Aim of the task :: How many lines of the data hold the word "InvalidArgs"? State the number and nothing else.

Records from a collection ::
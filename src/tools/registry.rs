//! 工具注册表
//!
//! 工具是编排模型在一个回合内可调用的外部操作；执行时拿到本回合运行时状态的可变引用与取消令牌。

use std::collections::BTreeMap;
use std::sync::Arc;

use async_trait::async_trait;
use serde_json::{json, Value};
use thiserror::Error;
use tokio_util::sync::CancellationToken;

use crate::core::{RuntimeState, TaskError, ToolOutput};
use crate::providers::ProviderError;

/// 工具体内的失败
#[derive(Error, Debug)]
pub enum ToolError {
    #[error("invalid arguments: {0}")]
    InvalidArgs(String),

    /// 缺少前置数据（如尚未抽取行程）
    #[error("{0}")]
    Precondition(String),

    #[error(transparent)]
    Task(#[from] TaskError),

    #[error(transparent)]
    Provider(#[from] ProviderError),

    #[error("cancelled")]
    Cancelled,
}

impl ToolError {
    pub fn is_cancelled(&self) -> bool {
        match self {
            ToolError::Cancelled => true,
            ToolError::Task(e) => e.is_cancelled(),
            ToolError::Provider(e) => e.is_cancelled(),
            _ => false,
        }
    }

    /// 配置类故障：回合应终止
    pub fn is_fatal(&self) -> bool {
        matches!(self, ToolError::Task(TaskError::Configuration(_)))
    }
}

/// 参数解析失败统一映射为 InvalidArgs
pub fn parse_args<T: serde::de::DeserializeOwned>(args: Value) -> Result<T, ToolError> {
    let args = if args.is_null() { json!({}) } else { args };
    serde_json::from_value(args).map_err(|e| ToolError::InvalidArgs(e.to_string()))
}

#[async_trait]
pub trait Tool: Send + Sync {
    fn name(&self) -> &str;

    fn description(&self) -> &str;

    /// 参数的 JSON Schema，默认无参数
    fn parameters_schema(&self) -> Value {
        json!({ "type": "object", "properties": {} })
    }

    async fn execute(
        &self,
        args: Value,
        state: &mut RuntimeState,
        cancel: &CancellationToken,
    ) -> Result<ToolOutput, ToolError>;
}

/// 按名称索引的工具集合（名称有序，提示词稳定）
#[derive(Default, Clone)]
pub struct ToolRegistry {
    tools: BTreeMap<String, Arc<dyn Tool>>,
}

impl ToolRegistry {
    pub fn new() -> Self {
        Self::default()
    }

    pub fn register(&mut self, tool: impl Tool + 'static) {
        self.register_arc(Arc::new(tool));
    }

    pub fn register_arc(&mut self, tool: Arc<dyn Tool>) {
        self.tools.insert(tool.name().to_string(), tool);
    }

    pub fn get(&self, name: &str) -> Option<Arc<dyn Tool>> {
        self.tools.get(name).cloned()
    }

    pub fn tool_names(&self) -> Vec<String> {
        self.tools.keys().cloned().collect()
    }

    pub fn is_empty(&self) -> bool {
        self.tools.is_empty()
    }

    /// 给编排模型的工具说明（每行一个工具）
    pub fn tool_descriptions(&self) -> String {
        self.tools
            .values()
            .map(|t| format!("- {}: {}", t.name(), t.description()))
            .collect::<Vec<_>>()
            .join("\n")
    }

    /// OpenAI function calling 风格的工具 schema 列表
    pub fn to_schema_json(&self) -> Value {
        let tools: Vec<Value> = self
            .tools
            .values()
            .map(|t| {
                json!({
                    "type": "function",
                    "function": {
                        "name": t.name(),
                        "description": t.description(),
                        "parameters": t.parameters_schema(),
                    }
                })
            })
            .collect();
        Value::Array(tools)
    }
}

Exercise answer :: 3